In the current analysis, we postulated that tachycardia might contribute to the impaired NO response, and that differential biochemical response to tachycardia in females might underlie attenuation of NO signaling. Evaluation of heart rate was limited to that on admission ECG: this may not have been completely representative of heart rate around the time of admission, especially in the presence of AF. However, ECG data provided an unbiased if limited sample of patients' heart rates. In any event, the tachycardia: NO response relationship was gender-independent (Figure 3), nor did heart rate vary according to gender (Table 1). The potential explanations for impaired NO responses in females therefore include both physiological antagonism (that is, a consequence of platelet hyperaggregability to ADP),[22] and/or greater susceptibility of ageing females[32]–[39] to redox stress in response to catecholamine release.[10]–[12] As demonstrated by the analysis shown in Figure 1, impaired NO responses in females is actually independent of ADP response. In fact, female patients in the current study had a lower prevalence of prior coronary artery disease than males, and would otherwise be expected to exhibit better-preserved NO signaling.[40],[41]

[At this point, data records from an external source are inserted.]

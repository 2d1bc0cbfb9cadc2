use serde::{Deserialize, Serialize};
use uuid::Uuid;

use super::value_objects::ExternalId;

#[derive(Debug, Clone, PartialEq, Serialize, Deserialize)]
#[serde(rename_all = "camelCase", deny_unknown_fields)]
pub struct VendorUserCreated {
    pub user_id: Uuid,
    pub external_id: ExternalId,
}
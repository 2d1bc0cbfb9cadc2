// ============================================================================
// Community Context
// ============================================================================
//
// - Value objects (CommunityName, Domain, WhiteLabelDomain, Handle)
// - Events (CommunityCreated, CommunityDomainUpdated, ...)
// - Aggregate (Community with its settings rules)
// - Repository contract (CommunityRepository)
//
// ============================================================================

pub mod value_objects;
pub mod events;
pub mod aggregate;
pub mod repository;

pub use value_objects::*;
pub use events::*;
pub use aggregate::*;
pub use repository::*;
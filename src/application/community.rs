use chrono::{DateTime, Utc};
use serde::{Deserialize, Serialize};
use std::sync::Arc;
use uuid::Uuid;

use crate::domain::community::{Community, CommunityRepository};
use crate::domain::Passport;
use crate::seedwork::{AggregateRoot, DomainError, Repository, UnitOfWork};
use super::data_sources::DataSources;

// ============================================================================
// Community Application Service
// ============================================================================

#[derive(Debug, Clone, PartialEq, Serialize, Deserialize)]
#[serde(rename_all = "camelCase")]
pub struct CommunityView {
    pub id: Uuid,
    pub name: String,
    pub domain: Option<String>,
    pub white_label_domain: Option<String>,
    pub handle: Option<String>,
    pub created_by: Uuid,
    pub created_at: DateTime<Utc>,
    pub updated_at: DateTime<Utc>,
}

impl From<&Community> for CommunityView {
    fn from(community: &Community) -> Self {
        let props = community.props();
        Self {
            id: community.id(),
            name: props.name.to_string(),
            domain: props.domain.as_ref().map(ToString::to_string),
            white_label_domain: props.white_label_domain.as_ref().map(ToString::to_string),
            handle: props.handle.as_ref().map(ToString::to_string),
            created_by: props.created_by,
            created_at: props.created_at,
            updated_at: props.updated_at,
        }
    }
}

/// Settings to change. `None` leaves a setting untouched; a blank
/// `white_label_domain` clears it.
#[derive(Debug, Clone, Default, PartialEq, Serialize, Deserialize)]
#[serde(rename_all = "camelCase")]
pub struct CommunitySettingsUpdate {
    pub name: Option<String>,
    pub domain: Option<String>,
    pub white_label_domain: Option<String>,
    pub handle: Option<String>,
}

// Two communities may not share a host name.
async fn ensure_host_available<R: CommunityRepository>(
    repo: &R,
    community_id: Uuid,
    host: &str,
) -> Result<(), DomainError> {
    match repo.get_by_domain(host).await {
        Ok(other) if other.id() != community_id => Err(DomainError::conflict(format!(
            "domain {} is already used by community {}",
            host.trim(),
            other.id()
        ))),
        Ok(_) => Ok(()),
        Err(e) if e.is_not_found() => Ok(()),
        Err(e) => Err(e),
    }
}

#[derive(Clone)]
pub struct CommunityApplicationService {
    data_sources: Arc<DataSources>,
}

impl CommunityApplicationService {
    pub fn new(data_sources: Arc<DataSources>) -> Self {
        Self { data_sources }
    }

    pub async fn create_community(
        &self,
        passport: &Passport,
        name: &str,
        created_by: Uuid,
    ) -> Result<CommunityView, DomainError> {
        let name = name.to_string();
        let view = self
            .data_sources
            .community
            .with_transaction(passport, move |repo| {
                Box::pin(async move {
                    let mut community = repo.get_new_instance(&name, created_by)?;
                    repo.save(&mut community).await?;
                    Ok(CommunityView::from(&community))
                })
            })
            .await?;

        tracing::info!(community_id = %view.id, created_by = %created_by, "Community created");
        Ok(view)
    }

    pub async fn update_settings(
        &self,
        passport: &Passport,
        community_id: Uuid,
        update: CommunitySettingsUpdate,
    ) -> Result<CommunityView, DomainError> {
        self.data_sources
            .community
            .with_transaction(passport, move |repo| {
                Box::pin(async move {
                    let mut community = repo.get(community_id).await?;

                    if let Some(name) = update.name.as_deref() {
                        community.set_name(name)?;
                    }
                    if let Some(domain) = update.domain.as_deref() {
                        ensure_host_available(&*repo, community_id, domain).await?;
                        community.set_domain(domain)?;
                    }
                    if let Some(white_label) = update.white_label_domain.as_deref() {
                        if white_label.trim().is_empty() {
                            community.set_white_label_domain(None)?;
                        } else {
                            ensure_host_available(&*repo, community_id, white_label).await?;
                            community.set_white_label_domain(Some(white_label))?;
                        }
                    }
                    if let Some(handle) = update.handle.as_deref() {
                        community.set_handle(handle)?;
                    }

                    repo.save(&mut community).await?;
                    Ok(CommunityView::from(&community))
                })
            })
            .await
    }

    pub async fn query_by_id(
        &self,
        passport: &Passport,
        community_id: Uuid,
    ) -> Result<CommunityView, DomainError> {
        self.data_sources
            .community
            .with_transaction(passport, move |repo| {
                Box::pin(async move {
                    let community = repo.get(community_id).await?;
                    Ok(CommunityView::from(&community))
                })
            })
            .await
    }

    pub async fn query_by_domain(
        &self,
        passport: &Passport,
        domain: &str,
    ) -> Result<CommunityView, DomainError> {
        let domain = domain.to_string();
        self.data_sources
            .community
            .with_transaction(passport, move |repo| {
                Box::pin(async move {
                    let community = repo.get_by_domain(&domain).await?;
                    Ok(CommunityView::from(&community))
                })
            })
            .await
    }

    pub async fn delete_community(
        &self,
        passport: &Passport,
        community_id: Uuid,
    ) -> Result<(), DomainError> {
        self.data_sources
            .community
            .with_transaction(passport, move |repo| {
                Box::pin(async move {
                    let community = repo.get(community_id).await?;
                    community.ensure_can_delete()?;
                    repo.delete(community_id).await
                })
            })
            .await?;

        tracing::info!(community_id = %community_id, "Community deleted");
        Ok(())
    }
}
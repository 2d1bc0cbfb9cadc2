use serde::Deserialize;
use serde_json::Value;
use uuid::Uuid;

use crate::domain::vendor_user::PersonalInformation;
use crate::graphql::schema::{resolver, FieldKey, PermissionRule, ResolverFn, ResolverModule};
use super::{current_user, parse_args, to_value};

const TYPE_DEFS: &str = r#"
type VendorUser {
  id: UUID!
  externalId: String!
  firstName: String
  lastName: String!
  displayName: String!
  email: String
  accessBlocked: Boolean!
  createdAt: DateTime!
}

input PersonalInformationInput {
  firstName: String
  lastName: String
  email: String
}

extend type Query {
  currentUser: VendorUser
  vendorUser(id: UUID!): VendorUser
}

extend type Mutation {
  vendorUserCreateIfNotExists(externalId: String!, lastName: String!, firstName: String): VendorUser!
  vendorUserPersonalInformationUpdate(input: PersonalInformationInput!): VendorUser!
}
"#;

#[derive(Deserialize)]
struct ById {
    id: Uuid,
}

#[derive(Deserialize)]
#[serde(rename_all = "camelCase")]
struct CreateIfNotExists {
    external_id: String,
    last_name: String,
    first_name: Option<String>,
}

#[derive(Deserialize)]
struct PersonalInformationUpdate {
    input: PersonalInformation,
}

pub struct VendorUserModule;

impl ResolverModule for VendorUserModule {
    fn name(&self) -> &'static str {
        "vendor_user"
    }

    fn type_defs(&self) -> &'static str {
        TYPE_DEFS
    }

    fn resolvers(&self) -> Vec<(FieldKey, ResolverFn)> {
        vec![
            (
                FieldKey::query("currentUser"),
                resolver(|ctx, _args| async move {
                    let Some(user_id) = ctx.passport.user_id() else {
                        return Ok(Value::Null);
                    };
                    let view = ctx.services.vendor_user.query_by_id(&ctx.passport, user_id).await?;
                    to_value(view)
                }),
            ),
            (
                FieldKey::query("vendorUser"),
                resolver(|ctx, args| async move {
                    let ById { id } = parse_args(args)?;
                    match ctx.services.vendor_user.query_by_id(&ctx.passport, id).await {
                        Ok(view) => to_value(view),
                        Err(e) if e.is_not_found() => Ok(Value::Null),
                        Err(e) => Err(e),
                    }
                }),
            ),
            (
                FieldKey::mutation("vendorUserCreateIfNotExists"),
                resolver(|ctx, args| async move {
                    let CreateIfNotExists {
                        external_id,
                        last_name,
                        first_name,
                    } = parse_args(args)?;
                    let view = ctx
                        .services
                        .vendor_user
                        .create_if_not_exists(
                            &ctx.passport,
                            &external_id,
                            &last_name,
                            first_name.as_deref(),
                        )
                        .await?;
                    to_value(view)
                }),
            ),
            (
                FieldKey::mutation("vendorUserPersonalInformationUpdate"),
                resolver(|ctx, args| async move {
                    let PersonalInformationUpdate { input } = parse_args(args)?;
                    let user_id = current_user(&ctx)?;
                    let view = ctx
                        .services
                        .vendor_user
                        .update_personal_information(&ctx.passport, user_id, input)
                        .await?;
                    to_value(view)
                }),
            ),
        ]
    }

    // Identity-provider sync runs as the system principal.
    fn permissions(&self) -> Vec<(FieldKey, PermissionRule)> {
        vec![
            (FieldKey::query("currentUser"), PermissionRule::Authenticated),
            (FieldKey::query("vendorUser"), PermissionRule::Authenticated),
            (
                FieldKey::mutation("vendorUserCreateIfNotExists"),
                PermissionRule::System,
            ),
            (
                FieldKey::mutation("vendorUserPersonalInformationUpdate"),
                PermissionRule::Authenticated,
            ),
        ]
    }
}
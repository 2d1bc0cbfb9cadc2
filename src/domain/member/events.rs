use serde::{Deserialize, Serialize};
use uuid::Uuid;

#[derive(Debug, Clone, PartialEq, Serialize, Deserialize)]
#[serde(rename_all = "camelCase", deny_unknown_fields)]
pub struct MemberCreated {
    pub member_id: Uuid,
    pub community_id: Uuid,
    pub user_id: Uuid,
}

/// Raised once per profile update, listing the fields that actually changed.
#[derive(Debug, Clone, PartialEq, Serialize, Deserialize)]
#[serde(rename_all = "camelCase", deny_unknown_fields)]
pub struct MemberProfileUpdated {
    pub member_id: Uuid,
    pub community_id: Uuid,
    pub changed_fields: Vec<String>,
}
use serde::{Deserialize, Serialize};
use uuid::Uuid;

use super::value_objects::{Domain, WhiteLabelDomain};

// ============================================================================
// Community Domain Events
// ============================================================================

#[derive(Debug, Clone, PartialEq, Serialize, Deserialize)]
#[serde(rename_all = "camelCase", deny_unknown_fields)]
pub struct CommunityCreated {
    pub community_id: Uuid,
    pub created_by: Uuid,
}

#[derive(Debug, Clone, PartialEq, Serialize, Deserialize)]
#[serde(rename_all = "camelCase", deny_unknown_fields)]
pub struct CommunityDomainUpdated {
    pub community_id: Uuid,
    pub domain: Domain,
    #[serde(default, skip_serializing_if = "Option::is_none")]
    pub old_domain: Option<Domain>,
}

#[derive(Debug, Clone, PartialEq, Serialize, Deserialize)]
#[serde(rename_all = "camelCase", deny_unknown_fields)]
pub struct CommunityWhiteLabelDomainUpdated {
    pub community_id: Uuid,
    pub white_label_domain: Option<WhiteLabelDomain>,
    #[serde(default, skip_serializing_if = "Option::is_none")]
    pub old_white_label_domain: Option<WhiteLabelDomain>,
}
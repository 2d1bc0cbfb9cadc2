// ============================================================================
// Member Context
// ============================================================================
//
// A vendor user's membership in one community: role plus a profile
// (Name, Email, Bio, Interests).
//
// ============================================================================

pub mod value_objects;
pub mod events;
pub mod aggregate;
pub mod repository;

pub use value_objects::*;
pub use events::*;
pub use aggregate::*;
pub use repository::*;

There are some limitations to the present study. Of necessity, the sample size of the cohort and the short follow-up period preclude any evaluation and/or conclusions being drawn as regards clinical outcomes. Additionally, determination of heart rate and blood sampling was not always concurrent: the substantial impact of heart rate upon platelet reactivity remained significant despite this. Lastly, ADP was the only agonist used to induce platelet aggregation (as opposed to collagen, for example): this was decided upon on the basis that ADP-induced platelet aggregation is reversible, thus facilitating the evaluation of inhibitory signalling pathways (such as those activated by NO).

In conclusion, while both tachycardia and female gender are associated with impaired NO response in AF patients, they appear to be entirely independent of one another. The potential clinical advantages of reversal of tachycardia in terms of restoration of normal platelet homeostasis have not been adequately explored to date, but should now be evaluated.